6. A method for preparing an extract having activity of inhibiting acyl-CoA:cholesterol acyltransferase from Piper nigrum L., comprising extracting active materials from Piper nigrum L. into water, an organic solvent or a mixture thereof through cold precipitation or heat extraction.

7. The method as defined in claim 6, further comprising fractioning the extract in a solvent selected from a group consisting of hexane, ether, dichloromethane, chloroform, ethylacetate and combinations thereof.

8. A pharmaceutical composition for the prevention and treatment of vascular diseases and Alzheimer's disease, comprising the composition of one of claims 1 to 5.

9. A health aid composition, comprising the composition of one of claims 1 to 5.

10. A composition having activity of inhibiting acyl-CoA:cholesterol acyltransferase, comprising at least one of the compounds represented by the following chemical formulas 1 to 5, or at least one of pharmaceutically acceptable salts thereof.

11. The composition as defined in claim 10, wherein the composition is for use in prevention and treatment of vascular disease.

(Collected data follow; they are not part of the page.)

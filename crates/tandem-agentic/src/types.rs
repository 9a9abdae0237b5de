// SPDX-FileCopyrightText: 2026 Tandem Contributors
// SPDX-License-Identifier: MIT OR Apache-2.0

//! Task API request/response types.

use serde::{Deserialize, Serialize};
use serde_json::Value;

/// Error codes the task API uses for exhausted spending credits.
pub const CREDIT_ERROR_CODES: &[&str] = &[
    "insufficient_credits",
    "credits_exhausted",
    "credit_limit_exceeded",
];

/// Body of `POST /v1/tasks`.
#[derive(Debug, Clone, Serialize)]
#[serde(rename_all = "camelCase")]
pub struct CreateTaskRequest<'a> {
    pub prompt: &'a str,
    pub agent_profile: &'a str,
    pub task_mode: &'a str,
}

/// Successful create response.
#[derive(Debug, Clone, Deserialize)]
pub struct CreatedTask {
    #[serde(alias = "id")]
    pub task_id: String,
    #[serde(default, alias = "shareUrl")]
    pub share_url: Option<String>,
}

/// Lifecycle state reported by `GET /v1/tasks/{id}`.
#[derive(Debug, Clone, Copy, PartialEq, Eq, Deserialize)]
#[serde(rename_all = "lowercase")]
pub enum RemoteStatus {
    Pending,
    Running,
    Completed,
    Failed,
    #[serde(other)]
    Unknown,
}

impl RemoteStatus {
    /// Reads the `status` field of a raw task document.
    pub fn of(task: &Value) -> Self {
        task.get("status")
            .cloned()
            .and_then(|v| serde_json::from_value(v).ok())
            .unwrap_or(RemoteStatus::Unknown)
    }
}

/// Share link from a raw task document, if present.
pub fn share_url_of(task: &Value) -> Option<String> {
    ["share_url", "shareUrl"]
        .iter()
        .find_map(|k| task.get(*k).and_then(Value::as_str))
        .filter(|s| !s.is_empty())
        .map(str::to_string)
}

/// Failure reason from a raw task document.
///
/// `error` may be a plain string or an object with a `message`.
pub fn failure_reason_of(task: &Value) -> Option<String> {
    let error = task.get("error")?;
    error
        .as_str()
        .or_else(|| error.get("message").and_then(Value::as_str))
        .filter(|s| !s.is_empty())
        .map(str::to_string)
}

/// Structured error code from an error response body.
///
/// Accepts `{"code": ...}` and `{"error": {"code": ...}}`.
pub fn error_code_of(body: &Value) -> Option<&str> {
    body.get("code")
        .and_then(Value::as_str)
        .or_else(|| body.get("error")?.get("code")?.as_str())
}

#[cfg(test)]
mod tests {
    use super::*;
    use serde_json::json;

    #[test]
    fn create_request_uses_camel_case() {
        let req = CreateTaskRequest {
            prompt: "p",
            agent_profile: "manus-1.5",
            task_mode: "agent",
        };
        assert_eq!(
            serde_json::to_value(req).unwrap(),
            json!({"prompt": "p", "agentProfile": "manus-1.5", "taskMode": "agent"})
        );
    }

    #[test]
    fn created_task_accepts_id_alias() {
        let task: CreatedTask = serde_json::from_value(json!({"id": "t1"})).unwrap();
        assert_eq!(task.task_id, "t1");
        assert!(task.share_url.is_none());
    }

    #[test]
    fn unknown_status_is_tolerated() {
        assert_eq!(RemoteStatus::of(&json!({"status": "queued"})), RemoteStatus::Unknown);
        assert_eq!(RemoteStatus::of(&json!({"status": "running"})), RemoteStatus::Running);
        assert_eq!(RemoteStatus::of(&json!({})), RemoteStatus::Unknown);
    }

    #[test]
    fn failure_reason_from_string_or_object() {
        assert_eq!(failure_reason_of(&json!({"error": "boom"})).as_deref(), Some("boom"));
        assert_eq!(
            failure_reason_of(&json!({"error": {"message": "no connector"}})).as_deref(),
            Some("no connector")
        );
        assert!(failure_reason_of(&json!({})).is_none());
    }

    #[test]
    fn error_code_nested_or_flat() {
        assert_eq!(error_code_of(&json!({"code": "credits_exhausted"})), Some("credits_exhausted"));
        assert_eq!(
            error_code_of(&json!({"error": {"code": "insufficient_credits"}})),
            Some("insufficient_credits")
        );
        assert_eq!(error_code_of(&json!({"message": "x"})), None);
    }
}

12. The composition as defined in claim 11, wherein the vascular disease is cardiovascular disease or peripheral vascular disease.

13. The composition as defined in claim 12, wherein the cardiovascular disease or the peripheral vascular disease is selected from a group consisting of hypercholesterolemia, hyperlipidemia, atherosclerosis, arteriosclerosis, coronary arteriosclerosis, aortic aneurysms, and combinations thereof.

14. The composition as defined in claim 10, wherein the composition is for use in the prevention and treatment of Alzheimer's disease.

15. A method for separating one of the compounds represented by Chemical Formulas 1 to 5 in claim 10, comprising:

a) preparing an extract from Piper nigrum L. in water, an organic solvent or mixtures thereof;

b) fractioning the extract in water or a non-polar organic solvent; and

c) isolating and purifying the compounds from the fraction.

16. The method as defined in claim 15, wherein the organic solvent used in step a) is selected from a group consisting of methanol, ethanol, isopropanol, butanol, ethylene, acetone, hexane, ether, chloroform, ethyl acetate, butyl acetate, dichloromethane, N,N-dimethylformamide (DMF), dimethylsulfoxide (DMSO), 1,3-butyleneglycol, propyleneglycol and combinations thereof.

17. The method as defined in claim 16, wherein the organic solvent is selected from a group consisting of methanol, ethanol, isopropanol, butanol, or a mixture thereof.

18. The method as defined in claim 15, wherein the non-polar organic solvent used in step b) is selected from a group consisting of hexane, ether, dichloromethane, chloroform, ethylacetate, or a mixture thereof.

19. The method as defined in claim 15, wherein the non-polar organic solvent is chloroform or ethylacetate.

20. The method as defined in claim 15, wherein the step c) is performed through chromatography.